This ‘intense loneliness’ feels to me to be quite close to the position my character adopts in THE SHEEP. Both Lawrence and the character I play are – in some ways reluctant - soldiers in British Imperial Armies: Lawrence obviously, my character because he is in the Boy Scouts. Graham Dawson has characterised Baden Powell’s Scouting movement as a place

‘where we see the transference of the masculine skills and virtues identified with the imperial frontier to the English countryside .. and their enlistment in national defence that is both imaginative and literal. Here, the link between the heroic fantasies of boyhood and political mobilization of the nation achieved a new and institutional form’ (Dawson, 151).

Without being able to articulate it fully in the early 1960s, I remember both sensing and resenting how Scouting was intended to mobilise us into some kind of nationalistic, post-imperial project. The uniforms, the strange ritualistic chanting, and the hierarchical and quasi-militaristic ranking all made me uncomfortable and (passive-aggressively) rebellious – a lonely and contemptuous stance towards the Scouting conventions in which I was caught up.

Dawson says of SEVEN PILLARS: ‘its imagining of the divided self is shaped … in the encounter with the otherness of Arabia’(204). At the risk of sounding absurd, I’m tempted to say that in THE SHEEP ‘its imagining of (my) divided self is shaped … in the encounter with the otherness’ of the sheep. There is a way in which, in the film, I adopt and look after the sheep in the face of the indifference of, and finally rejection by, my fellow Boy Scouts that reminds me of Lawrence’s championing of Faraj in the mess in the face of the racism of his fellow officers in the sequence I described above.

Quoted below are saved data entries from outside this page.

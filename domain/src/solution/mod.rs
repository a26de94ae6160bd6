//! Per-agent solutions: structured records and the strict reply parser.

pub mod entities;
pub mod parsing;

pub use entities::{AgentFailure, AgentOutcome, AgentReport, AgentSolution, FailureKind};
pub use parsing::{SolutionParseError, parse_solution};
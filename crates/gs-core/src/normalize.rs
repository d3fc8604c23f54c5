use std::fmt;
use std::iter;

use serde_json::Value;

use crate::error::{CoreError, Result};
use crate::geometry::{Feature, GeoInterface, Geometry};

/// Longest excerpt of an offending value quoted in error messages.
const EXCERPT_CHARS: usize = 80;

/// One element of a geometry source.
pub enum GeoInput {
    /// Already a plain geometry.
    Geometry(Geometry),
    /// A feature; its geometry is extracted.
    Feature(Feature),
    /// An object producing a GeoJSON mapping on demand (raw JSON included).
    Interface(Box<dyn GeoInterface>),
}

impl fmt::Debug for GeoInput {
    fn fmt(&self, f: &mut fmt::Formatter<'_>) -> fmt::Result {
        match self {
            Self::Geometry(g) => f.debug_tuple("Geometry").field(g).finish(),
            Self::Feature(ft) => f.debug_tuple("Feature").field(ft).finish(),
            Self::Interface(_) => f.write_str("Interface(..)"),
        }
    }
}

impl From<Geometry> for GeoInput {
    fn from(g: Geometry) -> Self {
        Self::Geometry(g)
    }
}

impl From<Feature> for GeoInput {
    fn from(f: Feature) -> Self {
        Self::Feature(f)
    }
}

impl From<Value> for GeoInput {
    fn from(v: Value) -> Self {
        Self::Interface(Box::new(v))
    }
}

impl From<Box<dyn GeoInterface>> for GeoInput {
    fn from(obj: Box<dyn GeoInterface>) -> Self {
        Self::Interface(obj)
    }
}

/// Reduce one input element to its plain geometry.
///
/// Interface mappings are discriminated by their `type` tag: `"Feature"`
/// yields its `geometry` member, a mapping carrying `coordinates` (or
/// `geometries`) is the geometry itself.
///
/// # Errors
/// [`CoreError::UnrecognizedGeometryShape`] when the mapping is neither,
/// [`CoreError::MalformedGeometry`] when the payload does not deserialize.
///
/// # Example
/// ```
/// use gs_core::normalize::{extract, GeoInput};
/// use gs_core::geometry::Geometry;
/// use serde_json::json;
///
/// let feature = json!({
///     "type": "Feature",
///     "properties": {"name": "origin"},
///     "geometry": {"type": "Point", "coordinates": [0, 0]}
/// });
/// assert_eq!(extract(GeoInput::from(feature)).unwrap(), Geometry::point(0.0, 0.0));
/// assert!(extract(GeoInput::from(json!({"name": "nothing"}))).is_err());
/// ```
pub fn extract(input: GeoInput) -> Result<Geometry> {
    match input {
        GeoInput::Geometry(g) => Ok(g),
        GeoInput::Feature(f) => Ok(f.geometry),
        GeoInput::Interface(obj) => from_mapping(obj.into_geo_interface()),
    }
}

fn from_mapping(value: Value) -> Result<Geometry> {
    let Value::Object(mut map) = value else {
        return Err(unrecognized(&value));
    };
    if map.get("type").and_then(Value::as_str) == Some("Feature") {
        let geometry = map.remove("geometry").unwrap_or(Value::Null);
        return Ok(serde_json::from_value(geometry)?);
    }
    if map.contains_key("coordinates") || map.contains_key("geometries") {
        return Ok(serde_json::from_value(Value::Object(map))?);
    }
    Err(unrecognized(&Value::Object(map)))
}

fn unrecognized(value: &Value) -> CoreError {
    let text = value.to_string();
    let value = if text.chars().count() > EXCERPT_CHARS {
        let head: String = text.chars().take(EXCERPT_CHARS).collect();
        format!("{head}...")
    } else {
        text
    };
    CoreError::UnrecognizedGeometryShape { value }
}

/// Anything that can be read as a sequence of [`GeoInput`]s.
///
/// Single objects (a geometry, a feature, one JSON mapping, one interface
/// object) form a one-element sequence; they are never iterated field by
/// field. Collections, JSON arrays and iterators yield one input per element.
pub trait GeoSource {
    /// The input cursor.
    type Inputs: Iterator<Item = GeoInput>;

    /// Consume the source into its input cursor.
    fn into_inputs(self) -> Self::Inputs;
}

macro_rules! single_source {
    ($($ty:ty),* $(,)?) => {
        $(
            impl GeoSource for $ty {
                type Inputs = iter::Once<GeoInput>;

                fn into_inputs(self) -> Self::Inputs {
                    iter::once(GeoInput::from(self))
                }
            }
        )*
    };
}

single_source!(Geometry, Feature, Box<dyn GeoInterface>);

/// A JSON array is a collection, one input per element; any other value is
/// a single interface object.
impl GeoSource for Value {
    type Inputs = std::vec::IntoIter<GeoInput>;

    fn into_inputs(self) -> Self::Inputs {
        let inputs: Vec<GeoInput> = match self {
            Value::Array(items) => items.into_iter().map(GeoInput::from).collect(),
            other => vec![GeoInput::from(other)],
        };
        inputs.into_iter()
    }
}

impl GeoSource for GeoInput {
    type Inputs = iter::Once<GeoInput>;

    fn into_inputs(self) -> Self::Inputs {
        iter::once(self)
    }
}

impl<T: Into<GeoInput>> GeoSource for Vec<T> {
    type Inputs = iter::Map<std::vec::IntoIter<T>, fn(T) -> GeoInput>;

    fn into_inputs(self) -> Self::Inputs {
        self.into_iter().map(<T as Into<GeoInput>>::into as fn(T) -> GeoInput)
    }
}

impl<'a> GeoSource for &'a [Geometry] {
    type Inputs = iter::Map<std::slice::Iter<'a, Geometry>, fn(&'a Geometry) -> GeoInput>;

    fn into_inputs(self) -> Self::Inputs {
        self.iter().map(clone_input as fn(&'a Geometry) -> GeoInput)
    }
}

fn clone_input(g: &Geometry) -> GeoInput {
    GeoInput::Geometry(g.clone())
}

/// Adapter for arbitrary, possibly single-pass, iterators.
///
/// # Example
/// ```
/// use gs_core::normalize::{geometries, Stream};
/// use gs_core::geometry::Geometry;
///
/// let lazy = (0..3).map(|i| Geometry::point(f64::from(i), 0.0));
/// let out: Vec<_> = geometries(Stream(lazy)).collect::<Result<_, _>>().unwrap();
/// assert_eq!(out.len(), 3);
/// ```
#[derive(Debug, Clone)]
pub struct Stream<I>(pub I);

impl<I> GeoSource for Stream<I>
where
    I: IntoIterator,
    I::Item: Into<GeoInput>,
{
    type Inputs = iter::Map<I::IntoIter, fn(I::Item) -> GeoInput>;

    fn into_inputs(self) -> Self::Inputs {
        self.0
            .into_iter()
            .map(<I::Item as Into<GeoInput>>::into as fn(I::Item) -> GeoInput)
    }
}

/// Lazy, single-pass sequence of plain geometries.
#[derive(Debug)]
pub struct Geometries<I> {
    inputs: I,
}

impl<I: Iterator<Item = GeoInput>> Iterator for Geometries<I> {
    type Item = Result<Geometry>;

    fn next(&mut self) -> Option<Self::Item> {
        self.inputs.next().map(extract)
    }

    fn size_hint(&self) -> (usize, Option<usize>) {
        self.inputs.size_hint()
    }
}

/// Normalize a source into a lazy stream of geometries.
///
/// # Example
/// ```
/// use gs_core::normalize::geometries;
/// use gs_core::geometry::{Feature, Geometry};
/// use serde_json::json;
///
/// // Un objet isolé compte pour un seul élément.
/// let one = json!({"type": "Point", "coordinates": [1, 2]});
/// assert_eq!(geometries(one).count(), 1);
///
/// let mixed = vec![
///     Feature::new(Geometry::point(0.0, 0.0)).into(),
///     Geometry::point(1.0, 1.0).into(),
///     gs_core::normalize::GeoInput::from(json!({"type": "Point", "coordinates": [2, 2]})),
/// ];
/// assert_eq!(geometries(mixed).filter(Result::is_ok).count(), 3);
/// ```
pub fn geometries<S: GeoSource>(source: S) -> Geometries<S::Inputs> {
    Geometries {
        inputs: source.into_inputs(),
    }
}

#[cfg(test)]
mod tests {
    use super::*;
    use serde_json::json;

    struct Station;

    impl GeoInterface for Station {
        fn geo_interface(&self) -> Value {
            json!({
                "type": "Feature",
                "properties": {},
                "geometry": {"type": "Point", "coordinates": [5, 6]}
            })
        }
    }

    #[test]
    fn interface_objects_are_converted() {
        let obj: Box<dyn GeoInterface> = Box::new(Station);
        let out: Vec<Geometry> = geometries(obj).collect::<Result<_>>().unwrap();
        assert_eq!(out, vec![Geometry::point(5.0, 6.0)]);
    }

    #[test]
    fn bare_mapping_is_one_element() {
        let fc_like = json!({"type": "LineString", "coordinates": [[0, 0], [1, 1]]});
        let out: Vec<_> = geometries(fc_like).collect();
        assert_eq!(out.len(), 1);
        assert!(matches!(out[0], Ok(Geometry::LineString { .. })));
    }

    #[test]
    fn unknown_mapping_fails_with_type_error() {
        let fc = json!({"type": "FeatureCollection", "features": []});
        let out: Vec<_> = geometries(vec![fc]).collect();
        assert!(matches!(
            out[0],
            Err(CoreError::UnrecognizedGeometryShape { .. })
        ));
    }

    #[test]
    fn json_array_is_a_collection() {
        let arr = json!([
            {"type": "Point", "coordinates": [0, 0]},
            {
                "type": "Feature",
                "properties": {},
                "geometry": {"type": "Point", "coordinates": [1, 1]}
            }
        ]);
        let out: Vec<Geometry> = geometries(arr).collect::<Result<_>>().unwrap();
        assert_eq!(out, vec![Geometry::point(0.0, 0.0), Geometry::point(1.0, 1.0)]);

        let mixed = json!([{"type": "Point", "coordinates": [0, 0]}, 7]);
        let bad: Vec<_> = geometries(mixed).collect();
        assert!(matches!(bad[1], Err(CoreError::UnrecognizedGeometryShape { .. })));
    }

    #[test]
    fn non_object_value_fails() {
        let out: Vec<_> = geometries(json!(42)).collect();
        assert!(matches!(
            out[0],
            Err(CoreError::UnrecognizedGeometryShape { ref value }) if value == "42"
        ));
    }

    #[test]
    fn feature_with_bad_geometry_is_malformed() {
        let out: Vec<_> = geometries(json!({"type": "Feature", "geometry": null})).collect();
        assert!(matches!(out[0], Err(CoreError::MalformedGeometry(_))));
    }

    #[test]
    fn long_values_are_abbreviated() {
        let big = json!({"name": "x".repeat(500)});
        let Some(Err(err)) = geometries(big).next() else {
            panic!("expected an error");
        };
        assert!(err.to_string().ends_with("..."));
    }

    #[test]
    fn stream_is_lazy() {
        let mut pulled = 0;
        let src = (0..10).map(|i| {
            pulled += 1;
            Geometry::point(f64::from(i), 0.0)
        });
        let first = geometries(Stream(src)).next();
        assert!(first.is_some());
        assert_eq!(pulled, 1);
    }
}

THE SHEEP is full of ironic little montages that point up the alienation of my character from the norms of Scouting that the others follow: I tend to the sheep while they get on with useful activities like map reading. I wipe the sheep’s eyes with a corner of the Union Jack flag that had been hanging on the tent (Fig 4). Towards the end of the film I make a cross for the sheep’s grave while they practice knot tying on their staves (Fig 5) (from what I remember knot-tying was the main activity in the Scouts), and they



strike camp and pull the tent pegs out of the ground while I pick daisies again for the grave. And finally, back towards the start of the film, they stride off purposely and fully, properly dressed with their maps, while I meander off with the sheep, non-regulation shirt sleeves hanging out and without my hat - which brings me back to the issue of dress.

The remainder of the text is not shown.